Now, it’s worth taking an opinion piece published by the preeminent newspaper of the money-grubbing public and penned by a notoriously questionable climate-change writer—who does, it’s worth adding, support climate-chaos theory, but believes there’s lots of “baseless” panic and hysteria around environmental concerns—but data doesn’t lie: Right around the time the GBR reached its historic, or 26-year bottom-out, it took a turn for the better. It’s anyone’s guess as to what the reason may be for its upturn, but by 2021, data showed that it was at its healthiest since it began undergoing annual physicals.
As is too often the case, that didn’t fit with the doom-and-gloom agenda of lobbyists whose interests’ lie solely in fomenting mass hysteria, and so that information was swept under the rug, cast by the wayside in favor of other statistics that better served the purpose.

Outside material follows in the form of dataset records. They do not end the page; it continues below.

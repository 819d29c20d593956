use crate::config::CompletionConfig;
use crate::conversation::ConversationMessage;
use crate::error::{ConverseError, ConverseResult};
use async_trait::async_trait;
use serde::{Deserialize, Serialize};
use std::time::Duration;

/// Conversational language model: full history in, one reply out
#[async_trait]
pub trait CompletionClient: Send + Sync {
    async fn complete(&self, messages: &[ConversationMessage]) -> ConverseResult<String>;
}

#[derive(Debug, Serialize)]
struct ChatRequest<'a> {
    model: &'a str,
    messages: &'a [ConversationMessage],
    temperature: f32,
    max_tokens: u32,
}

#[derive(Debug, Deserialize)]
struct ChatResponse {
    choices: Vec<ChatChoice>,
}

#[derive(Debug, Deserialize)]
struct ChatChoice {
    message: ChatReply,
}

#[derive(Debug, Deserialize)]
struct ChatReply {
    #[serde(default)]
    content: Option<String>,
}

/// Chat completions against Groq's OpenAI-compatible endpoint
pub struct GroqCompletion {
    config: CompletionConfig,
    api_key: String,
    client: reqwest::Client,
}

impl GroqCompletion {
    pub fn new(config: CompletionConfig, api_key: impl Into<String>) -> ConverseResult<Self> {
        let client = reqwest::Client::builder()
            .timeout(Duration::from_secs(60))
            .build()?;

        Ok(Self {
            config,
            api_key: api_key.into(),
            client,
        })
    }

    fn endpoint(&self) -> String {
        format!(
            "{}/chat/completions",
            self.config.base_url.trim_end_matches('/')
        )
    }
}

#[async_trait]
impl CompletionClient for GroqCompletion {
    async fn complete(&self, messages: &[ConversationMessage]) -> ConverseResult<String> {
        let body = ChatRequest {
            model: &self.config.model,
            messages,
            temperature: self.config.temperature,
            max_tokens: self.config.max_tokens,
        };

        let res = self
            .client
            .post(self.endpoint())
            .bearer_auth(&self.api_key)
            .json(&body)
            .send()
            .await?;

        if !res.status().is_success() {
            let status = res.status();
            let body = res.text().await.unwrap_or_default();
            return Err(ConverseError::Completion(format!(
                "API error {}: {}",
                status, body
            )));
        }

        let reply: ChatResponse = res.json().await?;
        reply
            .choices
            .into_iter()
            .next()
            .and_then(|c| c.message.content)
            .map(|text| text.trim().to_string())
            .filter(|text| !text.is_empty())
            .ok_or_else(|| ConverseError::Completion("empty completion".to_string()))
    }
}
use crate::domain::model::{IdRange, Record};
use crate::utils::error::{PrepError, Result};
use serde::{Deserialize, Serialize};
use std::fs::File;
use std::io::{BufRead, BufReader, Lines, Read};
use std::path::Path;

/// What the source does with a line that is not a valid record.
#[derive(Debug, Clone, Copy, PartialEq, Eq, Default, Serialize, Deserialize)]
#[cfg_attr(feature = "cli", derive(clap::ValueEnum))]
#[serde(rename_all = "lowercase")]
pub enum MalformedPolicy {
    /// Yield a `MalformedRecordError` and stop.
    #[default]
    Fail,
    /// Log the line number and keep reading.
    Skip,
}

/// Lazy, in-order reader of JSONL records restricted to an id range.
///
/// Ids are expected to be non-decreasing, so reading stops at the first id
/// at or beyond the end of the range.
pub struct JsonlSource<R> {
    lines: Lines<BufReader<R>>,
    range: IdRange,
    policy: MalformedPolicy,
    line_no: usize,
    done: bool,
}

impl JsonlSource<File> {
    pub fn open<P: AsRef<Path>>(path: P, range: IdRange, policy: MalformedPolicy) -> Result<Self> {
        let file = File::open(path.as_ref())?;
        Ok(Self::from_reader(file, range, policy))
    }
}

impl<R: Read> JsonlSource<R> {
    pub fn from_reader(reader: R, range: IdRange, policy: MalformedPolicy) -> Self {
        Self {
            lines: BufReader::new(reader).lines(),
            range,
            policy,
            line_no: 0,
            done: false,
        }
    }
}

impl<R: Read> Iterator for JsonlSource<R> {
    type Item = Result<Record>;

    fn next(&mut self) -> Option<Self::Item> {
        while !self.done {
            let line = match self.lines.next()? {
                Ok(line) => line,
                Err(e) => {
                    self.done = true;
                    return Some(Err(e.into()));
                }
            };
            self.line_no += 1;

            if line.trim().is_empty() {
                continue;
            }

            let record: Record = match serde_json::from_str(&line) {
                Ok(record) => record,
                Err(e) => match self.policy {
                    MalformedPolicy::Fail => {
                        self.done = true;
                        return Some(Err(PrepError::MalformedRecordError {
                            line: self.line_no,
                            message: e.to_string(),
                        }));
                    }
                    MalformedPolicy::Skip => {
                        tracing::warn!(line = self.line_no, error = %e, "Skipping malformed input line");
                        continue;
                    }
                },
            };

            if self.range.is_past_end(record.id) {
                self.done = true;
                return None;
            }
            if record.id < self.range.inf {
                continue;
            }

            return Some(Ok(record));
        }

        None
    }
}
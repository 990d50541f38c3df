//! Read-side adapter: iterates a translated JSONL split and attaches the
//! on-disk image path to every record.

use crate::core::source::{JsonlSource, MalformedPolicy};
use crate::domain::model::{IdRange, Record};
use crate::utils::error::{PrepError, Result};
use serde::Serialize;
use serde_json::{Map, Value};
use std::collections::HashMap;
use std::fs::File;
use std::path::{Path, PathBuf};
use std::str::FromStr;

#[derive(Debug, Clone, Copy, PartialEq, Eq)]
pub enum Split {
    Train,
    Valid,
    Test,
}

impl Split {
    pub fn as_str(&self) -> &'static str {
        match self {
            Split::Train => "train",
            Split::Valid => "valid",
            Split::Test => "test",
        }
    }
}

impl FromStr for Split {
    type Err = PrepError;

    fn from_str(s: &str) -> Result<Self> {
        match s {
            "train" => Ok(Split::Train),
            "val" | "valid" | "validation" | "dev" => Ok(Split::Valid),
            "test" => Ok(Split::Test),
            other => Err(PrepError::InvalidConfigValueError {
                field: "split".to_string(),
                value: other.to_string(),
                reason: "Expected train, valid or test".to_string(),
            }),
        }
    }
}

/// Naming conventions of one dataset family.
#[derive(Debug, Clone, PartialEq, Eq)]
pub struct DatasetVariant {
    pub name: &'static str,
    pub splits: &'static [Split],
    pub langs: &'static [&'static str],
    pub prefix_before_image_fn: bool,
    pub zfill: usize,
}

pub const VARIANTS: &[DatasetVariant] = &[
    DatasetVariant {
        name: "coco_2017",
        splits: &[Split::Train, Split::Valid],
        langs: &["en", "fr"],
        prefix_before_image_fn: false,
        zfill: 12,
    },
    DatasetVariant {
        name: "cc3m",
        splits: &[Split::Train, Split::Valid],
        langs: &["en", "fr"],
        prefix_before_image_fn: true,
        zfill: 8,
    },
    DatasetVariant {
        name: "cc12m",
        splits: &[Split::Train, Split::Valid],
        langs: &["en", "fr"],
        prefix_before_image_fn: true,
        zfill: 8,
    },
];

pub fn find_variant(name: &str) -> Result<&'static DatasetVariant> {
    VARIANTS
        .iter()
        .find(|v| v.name == name)
        .ok_or_else(|| PrepError::InvalidConfigValueError {
            field: "variant".to_string(),
            value: name.to_string(),
            reason: format!(
                "Known variants: {}",
                VARIANTS.iter().map(|v| v.name).collect::<Vec<_>>().join(", ")
            ),
        })
}

/// One record as handed to training code.
#[derive(Debug, Clone, PartialEq, Serialize)]
pub struct Example {
    pub image_id: i64,
    pub id: i64,
    pub caption: Option<String>,
    #[serde(flatten)]
    pub langs: Map<String, Value>,
    pub image_url: String,
    pub image_file: PathBuf,
}

impl DatasetVariant {
    pub fn jsonl_path(&self, data_dir: &Path, split: Split) -> PathBuf {
        data_dir.join(format!("{}_translated_{}.jsonl", self.name, split.as_str()))
    }

    pub fn image_dir(&self, data_dir: &Path, split: Split) -> PathBuf {
        data_dir
            .join(format!("{}_images", self.name))
            .join(format!("{}_{}", self.name, split.as_str()))
    }

    pub fn image_file_name(&self, split: Split, image_id: i64) -> String {
        let padded = format!("{:0width$}.jpg", image_id, width = self.zfill);
        if self.prefix_before_image_fn {
            format!("{}_{}_{}", self.name, split.as_str(), padded)
        } else {
            padded
        }
    }

    /// Lazily yields the examples of `split` found under `data_dir`.
    ///
    /// A resumed translate run may write an id more than once; only the last
    /// line for each id is yielded, at its position in the file.
    pub fn examples(
        &self,
        data_dir: &Path,
        split: Split,
    ) -> Result<impl Iterator<Item = Result<Example>> + '_> {
        if !self.splits.contains(&split) {
            return Err(PrepError::InvalidConfigValueError {
                field: "split".to_string(),
                value: split.as_str().to_string(),
                reason: format!("Variant {} has no such split", self.name),
            });
        }

        let path = self.jsonl_path(data_dir, split);
        let latest = latest_line_per_id(&path)?;
        let source: JsonlSource<File> =
            JsonlSource::open(&path, IdRange::default(), MalformedPolicy::Fail)?;
        let image_dir = self.image_dir(data_dir, split);

        Ok(source
            .enumerate()
            .filter(move |(index, item)| match item {
                Ok(record) => latest.get(&record.id) == Some(index),
                Err(_) => true,
            })
            .map(move |(_, item)| item.map(|record| self.example(record, split, &image_dir))))
    }

    fn example(&self, record: Record, split: Split, image_dir: &Path) -> Example {
        let image_id = record.image_id();
        let langs = self
            .langs
            .iter()
            .map(|lang| {
                let value = record.fields.get(*lang).cloned().unwrap_or(Value::Null);
                (lang.to_string(), value)
            })
            .collect();

        Example {
            image_id,
            id: record.id,
            caption: record.caption,
            langs,
            image_url: record.image_url.unwrap_or_default(),
            image_file: image_dir.join(self.image_file_name(split, image_id)),
        }
    }
}

/// Position of the last line of every id. Stops at the first bad line; the
/// second pass reports it.
fn latest_line_per_id(path: &Path) -> Result<HashMap<i64, usize>> {
    let source: JsonlSource<File> =
        JsonlSource::open(path, IdRange::default(), MalformedPolicy::Fail)?;
    let mut latest = HashMap::new();
    for (index, item) in source.enumerate() {
        match item {
            Ok(record) => {
                latest.insert(record.id, index);
            }
            Err(_) => break,
        }
    }
    Ok(latest)
}

#[cfg(test)]
mod tests {
    use super::*;
    use tempfile::TempDir;

    #[test]
    fn test_split_aliases() {
        assert_eq!("dev".parse::<Split>().unwrap(), Split::Valid);
        assert_eq!("validation".parse::<Split>().unwrap(), Split::Valid);
        assert_eq!("train".parse::<Split>().unwrap(), Split::Train);
        assert!("holdout".parse::<Split>().is_err());
    }

    #[test]
    fn test_image_file_names() {
        let coco = find_variant("coco_2017").unwrap();
        assert_eq!(coco.image_file_name(Split::Train, 139), "000000000139.jpg");

        let cc3m = find_variant("cc3m").unwrap();
        assert_eq!(cc3m.image_file_name(Split::Valid, 42), "cc3m_valid_00000042.jpg");
        assert!(find_variant("laion").is_err());
    }

    #[test]
    fn test_paths_match_downloader_layout() {
        let cc3m = find_variant("cc3m").unwrap();
        let data_dir = Path::new("/data");
        assert_eq!(
            cc3m.jsonl_path(data_dir, Split::Train),
            PathBuf::from("/data/cc3m_translated_train.jsonl")
        );
        assert_eq!(
            cc3m.image_dir(data_dir, Split::Train),
            PathBuf::from("/data/cc3m_images/cc3m_train")
        );
    }

    #[test]
    fn test_examples_attach_image_file() {
        let dir = TempDir::new().unwrap();
        let cc3m = find_variant("cc3m").unwrap();
        std::fs::write(
            cc3m.jsonl_path(dir.path(), Split::Valid),
            "{\"image_id\":3,\"id\":3,\"caption\":\"Dog.\",\"en\":\"dog\",\"fr\":\"chien\",\"image_url\":\"http://x/3\"}\n\
             {\"image_id\":4,\"id\":4,\"caption\":\"Cat.\",\"en\":\"cat\"}\n",
        )
        .unwrap();

        let examples: Vec<Example> = cc3m
            .examples(dir.path(), Split::Valid)
            .unwrap()
            .collect::<Result<_>>()
            .unwrap();

        assert_eq!(examples.len(), 2);
        assert_eq!(
            examples[0].image_file,
            dir.path()
                .join("cc3m_images/cc3m_valid")
                .join("cc3m_valid_00000003.jpg")
        );
        assert_eq!(examples[0].langs.get("fr"), Some(&Value::String("chien".into())));
        assert_eq!(examples[1].langs.get("fr"), Some(&Value::Null));
        assert_eq!(examples[1].image_url, "");
    }

    #[test]
    fn test_examples_keep_last_line_per_id() {
        let dir = TempDir::new().unwrap();
        let cc3m = find_variant("cc3m").unwrap();
        std::fs::write(
            cc3m.jsonl_path(dir.path(), Split::Train),
            "{\"image_id\":1,\"id\":1,\"en\":\"dog\"}\n\
             {\"image_id\":2,\"id\":2,\"en\":\"cat\",\"fr\":\"chat\"}\n\
             \n\
             {\"image_id\":1,\"id\":1,\"en\":\"dog\",\"fr\":\"chien\"}\n",
        )
        .unwrap();

        let examples: Vec<Example> = cc3m
            .examples(dir.path(), Split::Train)
            .unwrap()
            .collect::<Result<_>>()
            .unwrap();

        assert_eq!(examples.iter().map(|e| e.id).collect::<Vec<_>>(), vec![2, 1]);
        assert_eq!(examples[1].langs.get("fr"), Some(&Value::String("chien".into())));
    }

    #[test]
    fn test_unknown_split_for_variant() {
        let dir = TempDir::new().unwrap();
        let cc3m = find_variant("cc3m").unwrap();
        assert!(cc3m.examples(dir.path(), Split::Test).is_err());
    }
}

Reportage on the deteriorative state of the GBR went all but quiet for some time until last year, when once again, the data was warped in favor of what Lomborg calls in his opinion piece “a baseless coral panic.” And ridicule him as you may, but in this technicality, he is not wrong. Plug “Great Barrier Reef News” into your search engine of choice today and outside of this one WSJ story and its syndications and jubilationary retweeting, re-blogging, and so on, you’ll find a sea of hysteria claiming that it currently “suffers worst coral decline on record,” as per the BBC, or as CNN reports, the GBR is “devastated by worst coral bleaching on record.” What these news flashes don’t take into account is that those numbers are based upon a series of consecutive years—2021, 2022, 2023, and 2024—of its largest size on record.

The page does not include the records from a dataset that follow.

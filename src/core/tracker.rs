use crate::domain::model::Record;
use crate::utils::error::{PrepError, Result};
use std::collections::{HashMap, HashSet};
use std::fs::{File, OpenOptions};
use std::io::{BufRead, BufReader, Write};
use std::path::Path;

/// What an earlier run left in the output file.
///
/// `done` ids are skipped on resume. `partial` records were written with
/// some derived fields missing; they are resubmitted with the stored line
/// as the base. When an id appears on several lines the last line wins.
#[derive(Debug, Clone, Default)]
pub struct ProcessedSet {
    done: HashSet<i64>,
    partial: HashMap<i64, Record>,
}

impl ProcessedSet {
    pub fn contains(&self, id: i64) -> bool {
        self.done.contains(&id)
    }

    /// Stored output of an id that still needs work.
    pub fn partial(&self, id: i64) -> Option<&Record> {
        self.partial.get(&id)
    }

    pub fn len(&self) -> usize {
        self.done.len()
    }

    pub fn partial_len(&self) -> usize {
        self.partial.len()
    }

    pub fn is_empty(&self) -> bool {
        self.done.is_empty() && self.partial.is_empty()
    }

    fn observe(&mut self, record: Record, complete: bool) {
        if complete {
            self.partial.remove(&record.id);
            self.done.insert(record.id);
        } else {
            self.done.remove(&record.id);
            self.partial.insert(record.id, record);
        }
    }
}

impl FromIterator<i64> for ProcessedSet {
    fn from_iter<T: IntoIterator<Item = i64>>(iter: T) -> Self {
        Self {
            done: iter.into_iter().collect(),
            partial: HashMap::new(),
        }
    }
}

/// Every parseable line counts as done.
pub fn load_processed<P: AsRef<Path>>(path: P) -> Result<ProcessedSet> {
    load_processed_with(path, |_| true)
}

/// Scans the output file once, classifying each line with `is_complete`.
///
/// A missing file yields an empty set and blank lines are skipped. A torn
/// final line left by a crash during flush is cut off; a complete final
/// line missing only its newline gets one. Any other unparseable line is an
/// error.
pub fn load_processed_with<P, F>(path: P, is_complete: F) -> Result<ProcessedSet>
where
    P: AsRef<Path>,
    F: Fn(&Record) -> bool,
{
    let path = path.as_ref();
    let file = match File::open(path) {
        Ok(file) => file,
        Err(e) if e.kind() == std::io::ErrorKind::NotFound => return Ok(ProcessedSet::default()),
        Err(e) => return Err(e.into()),
    };

    let mut reader = BufReader::new(file);
    let mut set = ProcessedSet::default();
    let mut buf = Vec::new();
    let mut offset = 0u64;
    let mut line_no = 0usize;

    loop {
        buf.clear();
        let read = reader.read_until(b'\n', &mut buf)?;
        if read == 0 {
            break;
        }
        line_no += 1;

        let terminated = buf.last() == Some(&b'\n');
        let line = if terminated { &buf[..buf.len() - 1] } else { &buf[..] };

        if terminated && line.trim_ascii().is_empty() {
            offset += read as u64;
            continue;
        }

        match serde_json::from_slice::<Record>(line) {
            Ok(record) => {
                let complete = is_complete(&record);
                set.observe(record, complete);
                if !terminated {
                    tracing::warn!(path = %path.display(), "Output file missing final newline, appending one");
                    let mut file = OpenOptions::new().append(true).open(path)?;
                    file.write_all(b"\n")?;
                    file.sync_data()?;
                }
            }
            Err(_) if !terminated => {
                tracing::warn!(
                    path = %path.display(),
                    line = line_no,
                    bytes = line.len(),
                    "Truncating torn line at end of output file"
                );
                let file = OpenOptions::new().write(true).open(path)?;
                file.set_len(offset)?;
                file.sync_data()?;
            }
            Err(e) => {
                return Err(PrepError::MalformedRecordError {
                    line: line_no,
                    message: format!("{} in {}", e, path.display()),
                });
            }
        }

        offset += read as u64;
    }

    tracing::info!(
        "📂 {} records already processed, {} partial, in {}",
        set.len(),
        set.partial_len(),
        path.display()
    );
    Ok(set)
}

Now, of course, this great environmental success story is being used to propose that various regulations be dialed back left, right, and center by deskbound buffoons who see more in dollar signs for them and their constituents than they do a clean, healthy ocean and planet for their grandchildren. It’s the same old song and dance, and the pendulum now swings the other way as the powers that be look to undo much if not quite nearly all of what the EPA has done, since 1970, to save this here blue marble—created under the direction of one Richard Milhouse Nixon, lest we forget. And if that isn’t a lesson in taking the good with the bad—however bad the bad may be—what is?
Oh, how the tables turn, some for good, some for ill. But shall we at least take a moment, a brief pause in fighting our good fight, to celebrate this incredible success story? Good. Now back to it, folks. As sure as Earth will spin, so too will the news. The meta message remains: We’ve got an ocean to save.